In a low growth environment, there will still be winners

M2 Capital HoldingsAuthor: Patrick McFadden, M2 Global

Covestor model: M2 Global

Anyone who has followed the markets or invested in them since the Japanese earthquake earlier this year must feel a bit wrung out.  During the two months from early July to early September, with a mid point of August 8th, the market fell very sharply, then rebounded strongly.

Where we go from here will largely be determined by the macro environment – more precisely, the political solutions or lack of solutions concerning the maturing sovereign debts within the EU and the fiscal response of the Super Committee in the US.  The solutions in both case are relatively clear from a non political standpoint, but politicians will be making the decisions.

The result of this highly politicized environment is uncertainty, and as a result, high correlations between equity markets globally and stocks individually. The market looks like “Risk on Roulette”. This is unfortunate, as many indicators such as increasing money supply, low costs of capital, and lowered inflation portend good things for US equities if growth does not grind to a stop based on negative self fulfilling expectations.

In a low growth environment, there will be winners. Millions of newly wealthy 35 year olds in China and other BRIC nations will continue buying Apple iPads and Audi A8’s. We shared a number of opportunistic stock ideas based on value, growth and yield during the August crash ( The majority of these ideas remain valid, however our Apple surrogate, OmniVision (Nasdaq: OVTI), a company that supplied almost every camera chip in every Apple device over the last few years, has dropped drastically based on a potential for losing part of Apple’s business and the general forecast of lower economic growth.
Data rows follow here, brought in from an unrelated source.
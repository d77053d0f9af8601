//! Victory overlay UI with bordered panel and a clickable exit button.

use bevy::prelude::*;

use super::Menu;
use crate::screens::GameState;
use crate::theme::{palette, widget};

pub(super) fn plugin(app: &mut App) {
    app.add_systems(OnEnter(Menu::Victory), spawn_victory_screen);
}

fn spawn_victory_screen(mut commands: Commands) {
    commands.spawn((
        widget::ui_root("Victory Screen"),
        BackgroundColor(palette::OVERLAY_BACKGROUND),
        GlobalZIndex(1),
        DespawnOnExit(Menu::Victory),
        children![(
            Name::new("Victory Panel"),
            Node {
                width: Val::Px(500.0),
                min_height: Val::Px(300.0),
                flex_direction: FlexDirection::Column,
                align_items: AlignItems::Center,
                justify_content: JustifyContent::SpaceEvenly,
                padding: UiRect::all(Val::Px(40.0)),
                border: UiRect::all(Val::Px(2.0)),
                ..default()
            },
            BackgroundColor(palette::PANEL_BACKGROUND),
            BorderColor::all(palette::PANEL_BORDER),
            children![
                (
                    Text::new("RANGE CLEAR!"),
                    TextFont::from_font_size(palette::FONT_SIZE_HEADER),
                    TextColor(palette::VICTORY_TEXT),
                ),
                widget::prompt("Every target broken"),
                widget::button(
                    "Exit to Menu",
                    |_: On<Pointer<Click>>, mut next_game: ResMut<NextState<GameState>>| {
                        next_game.set(GameState::MainMenu);
                    },
                ),
            ],
        )],
    ));
}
Our experience with OmniVision leads us to believe such concerns are largely unfounded. OmniVision will sell nearly a billion camera chips in 2011, has a strong balance sheet and virtually no debt. Total stockholder’s equity is made up almost entirely by liquid and short term assets and the market value of the company has recently traded at a relatively small premium to this value.  Meanwhile, return on equity is nearly twice the firm’s cost of capital and top line revenues continue to increase, though they may not continue to increase at the double digit pace of the past quarters.  Nevertheless, the company is being valued as if they are going to shut the doors next year and dividend out stockholders’ equity.  (Yahoo Finance as of 9/10/11

Though we do not currently own OVTI in our Covestor model portfolio, if it were to drop below $15 on market weakness we would consider purchasing it.  We recommend interested parties take a look at the most recent 10Q, filed 9/8/11 (  and/or read research on the company produced by Raymond James’ Hans Mosesmann.
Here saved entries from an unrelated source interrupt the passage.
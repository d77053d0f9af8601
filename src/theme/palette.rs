//! Color constants and font size tokens for consistent UI theming.

#![allow(dead_code)] // Constants populated ahead of use across multiple phases.

use bevy::prelude::*;

// === Text Colors ===

/// Header/title text color (white).
pub const HEADER_TEXT: Color = Color::WHITE;

/// Body/subtitle text color (light gray).
pub const BODY_TEXT: Color = Color::srgb(0.7, 0.7, 0.7);

/// Button label text color.
pub const BUTTON_TEXT: Color = Color::srgb(0.925, 0.925, 0.925);

/// Victory title accent (green).
pub const VICTORY_TEXT: Color = Color::srgb(0.3, 0.9, 0.3);

// === UI Backgrounds ===

/// Semi-transparent dark overlay for pause/modal screens.
pub const OVERLAY_BACKGROUND: Color = Color::srgba(0.0, 0.0, 0.0, 0.7);

/// Panel background (dark blue-gray, nearly opaque).
pub const PANEL_BACKGROUND: Color = Color::srgba(0.1, 0.1, 0.15, 0.95);

/// Panel border (light blue-gray, semi-transparent).
pub const PANEL_BORDER: Color = Color::srgba(0.5, 0.5, 0.6, 0.8);

// === Button Colors ===

pub const BUTTON_BACKGROUND: Color = Color::srgb(0.275, 0.4, 0.75);
pub const BUTTON_HOVERED_BACKGROUND: Color = Color::srgb(0.384, 0.6, 0.82);
pub const BUTTON_PRESSED_BACKGROUND: Color = Color::srgb(0.239, 0.286, 0.6);

// === HUD Colors ===

/// Crosshair dot when aiming at nothing grabbable.
pub const CROSSHAIR: Color = Color::srgba(1.0, 1.0, 1.0, 0.8);

/// Crosshair dot when a grabbable prop is under the aim ray.
pub const CROSSHAIR_GRAB: Color = Color::srgb(0.3, 0.9, 1.0);

/// Remaining-target counter text.
pub const TARGET_COUNTER_TEXT: Color = Color::srgb(1.0, 0.85, 0.0);

/// Stamina bar colors.
pub const STAMINA_BAR_BG: Color = Color::srgba(0.1, 0.1, 0.15, 0.8);
pub const STAMINA_BAR_FILL: Color = Color::srgb(0.2, 0.7, 0.9);
/// Fill tint while too exhausted to sprint.
pub const STAMINA_BAR_DEPLETED: Color = Color::srgb(0.8, 0.3, 0.2);

// === World Colors ===

pub const GROUND: Color = Color::srgb(0.35, 0.37, 0.34);
pub const WALL: Color = Color::srgb(0.45, 0.44, 0.42);
pub const CRATE: Color = Color::srgb(0.55, 0.4, 0.22);
pub const BALL: Color = Color::srgb(0.25, 0.5, 0.75);
pub const TARGET: Color = Color::srgb(0.85, 0.2, 0.15);
pub const TARGET_STAND: Color = Color::srgb(0.3, 0.3, 0.33);
pub const DEBRIS: Color = Color::srgb(0.5, 0.12, 0.1);
pub const PROJECTILE: Color = Color::srgb(1.0, 0.9, 0.3);
pub const IMPACT_FLASH: Color = Color::srgb(1.0, 0.8, 0.4);

/// Emissive tint applied to the highlighted (grab-aimable) prop.
pub const HIGHLIGHT_EMISSIVE: LinearRgba = LinearRgba::rgb(0.1, 0.5, 0.8);

// === Font Size Tokens ===

pub const FONT_SIZE_TITLE: f32 = 72.0;
pub const FONT_SIZE_HEADER: f32 = 64.0;
pub const FONT_SIZE_LABEL: f32 = 32.0;
pub const FONT_SIZE_HUD: f32 = 28.0;
pub const FONT_SIZE_PROMPT: f32 = 24.0;
pub const FONT_SIZE_BODY: f32 = 16.0;
//! First-person character: movement, sprint stamina, mouse look, and the
//! physics grab. Raw input becomes [`PlayerAction`] messages in `input`;
//! everything downstream consumes actions, never keys.

mod grab;
mod input;
mod movement;

use avian3d::prelude::*;
use bevy::prelude::*;

pub use grab::{GrabAim, Grabbable, GrabbedProp};
pub use input::PlayerAction;

use crate::screens::GameState;
use crate::third_party::CollisionLayer;
use crate::{GameSet, gameplay_running};

// === Constants ===

/// Capsule dimensions (meters): radius and cylinder length.
pub const PLAYER_RADIUS: f32 = 0.35;
pub const PLAYER_HEIGHT: f32 = 1.1;

/// Eye height above the capsule center.
pub const EYE_HEIGHT: f32 = 0.6;

pub const WALK_SPEED: f32 = 4.0;
pub const RUN_SPEED: f32 = 7.0;
const ACCELERATION: f32 = 40.0;
const DAMPING_FACTOR: f32 = 0.85;
const JUMP_IMPULSE: f32 = 5.0;
const MAX_SLOPE_ANGLE: f32 = std::f32::consts::PI * 0.25;

pub const STAMINA_MAX: f32 = 100.0;
/// Drain while sprinting (per second).
pub const STAMINA_DEPLETION_RATE: f32 = 20.0;
/// Recovery while not sprinting (per second).
pub const STAMINA_RECOVERY_RATE: f32 = 12.0;

// === Components ===

/// Marker for the player character body.
#[derive(Component, Debug, Clone, Copy, Reflect)]
#[reflect(Component)]
pub struct Player;

/// Marker for the first-person camera (child of the player body).
/// Accumulated pitch lives here; yaw lives on the body transform.
#[derive(Component, Debug, Clone, Default, Reflect)]
#[reflect(Component)]
pub struct PlayerCamera {
    pub pitch: f32,
}

/// Marker: the character is standing on walkable ground.
#[derive(Component)]
#[component(storage = "SparseSet")]
pub struct Grounded;

/// Tuning knobs for the character controller.
#[derive(Component, Debug, Clone, Reflect)]
#[reflect(Component)]
pub struct MovementSettings {
    pub acceleration: f32,
    pub damping: f32,
    pub walk_speed: f32,
    pub run_speed: f32,
    pub jump_impulse: f32,
    pub max_slope_angle: f32,
}

impl Default for MovementSettings {
    fn default() -> Self {
        Self {
            acceleration: ACCELERATION,
            damping: DAMPING_FACTOR,
            walk_speed: WALK_SPEED,
            run_speed: RUN_SPEED,
            jump_impulse: JUMP_IMPULSE,
            max_slope_angle: MAX_SLOPE_ANGLE,
        }
    }
}

/// Sprint energy. Drains while running, recovers while walking; sprinting
/// force-stops at zero.
#[derive(Component, Debug, Clone, Reflect)]
#[reflect(Component)]
pub struct Stamina {
    pub current: f32,
    pub max: f32,
}

impl Default for Stamina {
    fn default() -> Self {
        Self {
            current: STAMINA_MAX,
            max: STAMINA_MAX,
        }
    }
}

impl Stamina {
    #[must_use]
    pub fn ratio(&self) -> f32 {
        (self.current / self.max).clamp(0.0, 1.0)
    }

    #[must_use]
    pub fn depleted(&self) -> bool {
        self.current <= f32::EPSILON
    }
}

/// Whether the sprint key is currently engaged (and affordable).
#[derive(Component, Debug, Clone, Copy, Default, Reflect)]
#[reflect(Component)]
pub struct Sprinting(pub bool);

// === Spawning ===

/// Spawns the player body with its camera child and weapon loadout at the
/// given position. Called from level setup.
pub fn spawn_player(commands: &mut Commands, position: Vec3) -> Entity {
    let collider = Collider::capsule(PLAYER_RADIUS, PLAYER_HEIGHT);
    let mut caster_shape = collider.clone();
    caster_shape.set_scale(Vec3::ONE * 0.99, 10);

    commands
        .spawn((
            Name::new("Player"),
            Player,
            Stamina::default(),
            Sprinting::default(),
            MovementSettings::default(),
            GrabAim::default(),
            Transform::from_translation(position),
            RigidBody::Dynamic,
            collider,
            ShapeCaster::new(caster_shape, Vec3::ZERO, Quat::IDENTITY, Dir3::NEG_Y)
                .with_max_distance(0.2),
            LockedAxes::ROTATION_LOCKED,
            Friction::ZERO.with_combine_rule(CoefficientCombine::Min),
            Restitution::ZERO.with_combine_rule(CoefficientCombine::Min),
            CollisionLayers::new(
                CollisionLayer::Player,
                [
                    CollisionLayer::Environment,
                    CollisionLayer::Prop,
                    CollisionLayer::Target,
                ],
            ),
            DespawnOnExit(GameState::InGame),
        ))
        .with_children(|parent| {
            parent
                .spawn((
                    Name::new("Player Camera"),
                    PlayerCamera::default(),
                    Camera3d::default(),
                    Transform::from_xyz(0.0, EYE_HEIGHT, 0.0),
                ))
                .with_children(|camera| {
                    camera.spawn(crate::gameplay::weapons::rifle_bundle());
                    camera.spawn(crate::gameplay::weapons::launcher_bundle());
                });
        })
        .id()
}

// === Plugin ===

pub(super) fn plugin(app: &mut App) {
    app.register_type::<PlayerCamera>()
        .register_type::<MovementSettings>()
        .register_type::<Stamina>()
        .register_type::<Sprinting>();
    app.add_message::<PlayerAction>();

    app.add_systems(
        Update,
        (input::keyboard_input, input::mouse_input)
            .in_set(GameSet::Input)
            .run_if(gameplay_running),
    );

    app.add_systems(
        Update,
        (
            movement::update_grounded,
            movement::apply_player_actions,
            movement::apply_movement_damping,
            movement::update_stamina,
            movement::apply_look,
        )
            .chain()
            .in_set(GameSet::Movement)
            .run_if(gameplay_running),
    );

    app.add_plugins(grab::plugin);
}
//! Pause menu UI: overlay, pause text, and input handling (unpause / quit).

use bevy::prelude::*;

use super::Menu;
use crate::screens::GameState;
use crate::theme::widget;

pub(super) fn plugin(app: &mut App) {
    app.add_systems(OnEnter(Menu::Pause), spawn_pause_menu);
    app.add_systems(Update, handle_pause_input.run_if(in_state(Menu::Pause)));
}

fn spawn_pause_menu(mut commands: Commands) {
    commands.spawn((widget::overlay(), DespawnOnExit(Menu::Pause)));

    commands.spawn((
        widget::header("PAUSED"),
        Node {
            position_type: PositionType::Absolute,
            left: Val::Percent(50.0),
            top: Val::Percent(40.0),
            ..default()
        },
        DespawnOnExit(Menu::Pause),
    ));

    commands.spawn((
        widget::prompt("Press ESC to Resume | Q to Quit"),
        Node {
            position_type: PositionType::Absolute,
            left: Val::Percent(50.0),
            top: Val::Percent(55.0),
            ..default()
        },
        DespawnOnExit(Menu::Pause),
    ));
}

fn handle_pause_input(
    keyboard: Res<ButtonInput<KeyCode>>,
    mut next_menu: ResMut<NextState<Menu>>,
    mut next_game_state: ResMut<NextState<GameState>>,
) {
    if keyboard.just_pressed(KeyCode::Escape) {
        next_menu.set(Menu::None);
    }
    if keyboard.just_pressed(KeyCode::KeyQ) {
        next_game_state.set(GameState::MainMenu);
        // Menu::Main is set by the MainMenu screen's OnEnter system.
    }
}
Even if the Europeans provide us with a Black Swan event, OmniVision at current levels (as of early 9/11) is attractive.  Also, we believe OmniVision will likely be somewhat less correlated to the overall markets and will be less likely to be sold heavily due to margin call pressures on hedge funds at the current price levels.

An interesting note on interest rates and cost of capital as a forward indicator:  Our discounted cash flow (DCF) model on OmniVision indicates a value of $50 per share (and management will clearly not sell the company for less than this value).  This figure assumes a 10 year Treasury rate at a more normalized long-term rate of 5%. Decreasing this rate to current levels in the analysis increases our DCF valuation by more than 50%, ceteris paribas, given a 10 year horizon.  A 10 year horizon is difficult to currently predict,  but this delta shows just how undervalued healthy growth stocks may be if domestic and global growth moderate and recover without a long-term, credit led stagnation.

Due to the current uncertainty we are hesitant to change the portfolio, either by purchasing undervalued growth stocks such as OmniVision or by purchasing yield through individual stocks such as STO & ARR or via diversified ETFs such as GLQ or HYF.

We believe our current position in MNKD, while volatile, is much less susceptible to high market correlations.

Gold, long-term Treasury bonds, shorting specific stocks or currencies have all shown attractive negative market correlations in the recent quarters, however at current prices these assets do not have a risk-reward profile that is appealing for us. Utilizing such asset classes or tools to hedge a more diverse portfolio may make sense but we are comfortable with the risk profile we currently hold.

Given our analysis of OmniVision, our ongoing conviction on Mannkind’s (Nasdaq: MANN) prospects should be telling.